▶ _BRIEF_: Work out how many lines of the entries have the word "HoverTarget" in them. Respond with that number only.

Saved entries

= = = = =

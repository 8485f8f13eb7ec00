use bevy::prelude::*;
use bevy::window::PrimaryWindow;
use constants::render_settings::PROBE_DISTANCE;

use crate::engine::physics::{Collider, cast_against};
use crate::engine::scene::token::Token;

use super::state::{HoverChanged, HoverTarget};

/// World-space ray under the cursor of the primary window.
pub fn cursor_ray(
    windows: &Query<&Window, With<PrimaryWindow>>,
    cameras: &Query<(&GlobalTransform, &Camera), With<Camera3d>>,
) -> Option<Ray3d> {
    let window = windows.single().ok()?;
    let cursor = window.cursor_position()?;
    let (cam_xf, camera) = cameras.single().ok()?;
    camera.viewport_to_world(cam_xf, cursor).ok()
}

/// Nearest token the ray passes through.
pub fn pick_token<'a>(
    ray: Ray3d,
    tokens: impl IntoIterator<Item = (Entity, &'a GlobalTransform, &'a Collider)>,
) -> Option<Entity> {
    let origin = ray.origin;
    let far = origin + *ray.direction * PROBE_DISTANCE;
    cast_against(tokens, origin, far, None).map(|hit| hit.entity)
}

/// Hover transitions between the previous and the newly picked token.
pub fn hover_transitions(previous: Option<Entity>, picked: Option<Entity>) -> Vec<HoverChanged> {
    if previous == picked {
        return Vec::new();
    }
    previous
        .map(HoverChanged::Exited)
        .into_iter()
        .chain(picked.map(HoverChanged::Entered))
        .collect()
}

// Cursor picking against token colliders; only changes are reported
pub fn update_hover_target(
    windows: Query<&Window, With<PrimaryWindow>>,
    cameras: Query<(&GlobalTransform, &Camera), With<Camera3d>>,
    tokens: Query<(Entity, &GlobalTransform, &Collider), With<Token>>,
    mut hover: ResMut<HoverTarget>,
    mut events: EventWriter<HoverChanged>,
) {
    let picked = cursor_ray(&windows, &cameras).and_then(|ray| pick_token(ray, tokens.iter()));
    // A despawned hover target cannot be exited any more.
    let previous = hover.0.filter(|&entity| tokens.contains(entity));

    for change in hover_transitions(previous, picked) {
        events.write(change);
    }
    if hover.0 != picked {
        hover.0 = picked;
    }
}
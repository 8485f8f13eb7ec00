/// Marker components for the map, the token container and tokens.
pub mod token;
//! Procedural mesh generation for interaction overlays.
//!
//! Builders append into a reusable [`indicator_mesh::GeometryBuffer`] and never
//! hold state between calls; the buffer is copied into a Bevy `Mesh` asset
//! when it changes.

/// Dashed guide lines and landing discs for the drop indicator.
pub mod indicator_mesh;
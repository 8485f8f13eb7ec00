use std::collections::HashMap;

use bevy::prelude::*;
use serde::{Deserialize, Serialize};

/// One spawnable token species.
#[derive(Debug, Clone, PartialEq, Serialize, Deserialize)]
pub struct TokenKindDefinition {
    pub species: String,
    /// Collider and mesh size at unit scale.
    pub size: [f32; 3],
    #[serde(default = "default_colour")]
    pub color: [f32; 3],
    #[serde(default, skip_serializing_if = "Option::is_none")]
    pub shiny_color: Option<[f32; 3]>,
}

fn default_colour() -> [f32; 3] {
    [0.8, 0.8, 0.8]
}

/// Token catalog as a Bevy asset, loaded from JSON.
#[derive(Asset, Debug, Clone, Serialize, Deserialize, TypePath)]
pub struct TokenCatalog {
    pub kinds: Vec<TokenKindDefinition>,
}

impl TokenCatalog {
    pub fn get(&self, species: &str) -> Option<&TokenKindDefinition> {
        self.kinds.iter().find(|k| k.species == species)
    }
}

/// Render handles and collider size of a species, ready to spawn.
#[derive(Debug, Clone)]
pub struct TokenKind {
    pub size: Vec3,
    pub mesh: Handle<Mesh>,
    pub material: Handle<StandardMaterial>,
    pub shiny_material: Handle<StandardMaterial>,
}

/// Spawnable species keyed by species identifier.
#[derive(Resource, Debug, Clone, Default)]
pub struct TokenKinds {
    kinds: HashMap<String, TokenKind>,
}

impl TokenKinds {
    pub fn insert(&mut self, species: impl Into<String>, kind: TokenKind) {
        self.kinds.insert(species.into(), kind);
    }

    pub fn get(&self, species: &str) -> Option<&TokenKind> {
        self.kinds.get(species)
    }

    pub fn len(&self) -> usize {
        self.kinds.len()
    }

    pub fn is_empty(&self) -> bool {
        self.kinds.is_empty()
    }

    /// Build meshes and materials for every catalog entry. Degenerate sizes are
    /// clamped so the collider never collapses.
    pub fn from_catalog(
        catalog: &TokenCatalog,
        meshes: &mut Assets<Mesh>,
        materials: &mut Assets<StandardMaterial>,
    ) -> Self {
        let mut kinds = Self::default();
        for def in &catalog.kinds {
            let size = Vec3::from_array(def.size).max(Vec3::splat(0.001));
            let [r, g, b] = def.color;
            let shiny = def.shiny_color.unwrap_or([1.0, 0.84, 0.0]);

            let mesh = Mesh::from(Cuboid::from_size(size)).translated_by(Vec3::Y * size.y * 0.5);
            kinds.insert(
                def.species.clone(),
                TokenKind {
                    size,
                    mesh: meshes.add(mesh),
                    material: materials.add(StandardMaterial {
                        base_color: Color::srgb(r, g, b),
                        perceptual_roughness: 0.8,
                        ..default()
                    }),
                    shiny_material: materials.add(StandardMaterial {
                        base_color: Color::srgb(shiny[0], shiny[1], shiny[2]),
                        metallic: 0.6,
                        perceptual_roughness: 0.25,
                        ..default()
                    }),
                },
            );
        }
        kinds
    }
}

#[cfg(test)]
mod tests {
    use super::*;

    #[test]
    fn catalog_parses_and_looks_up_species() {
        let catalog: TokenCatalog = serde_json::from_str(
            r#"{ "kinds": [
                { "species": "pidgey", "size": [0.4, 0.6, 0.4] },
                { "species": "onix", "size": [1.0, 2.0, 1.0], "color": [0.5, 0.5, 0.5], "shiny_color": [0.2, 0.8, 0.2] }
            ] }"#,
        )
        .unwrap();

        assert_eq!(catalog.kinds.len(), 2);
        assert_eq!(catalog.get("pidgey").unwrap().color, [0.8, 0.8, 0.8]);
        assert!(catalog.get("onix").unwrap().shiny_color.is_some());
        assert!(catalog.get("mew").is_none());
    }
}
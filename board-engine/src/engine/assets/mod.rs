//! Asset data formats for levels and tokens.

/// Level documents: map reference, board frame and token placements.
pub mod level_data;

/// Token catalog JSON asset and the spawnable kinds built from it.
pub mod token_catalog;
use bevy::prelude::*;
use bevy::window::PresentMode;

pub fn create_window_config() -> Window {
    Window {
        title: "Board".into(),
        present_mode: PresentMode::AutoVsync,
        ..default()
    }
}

= = = = =

▶ _COMPLETED EXERCISE_: 2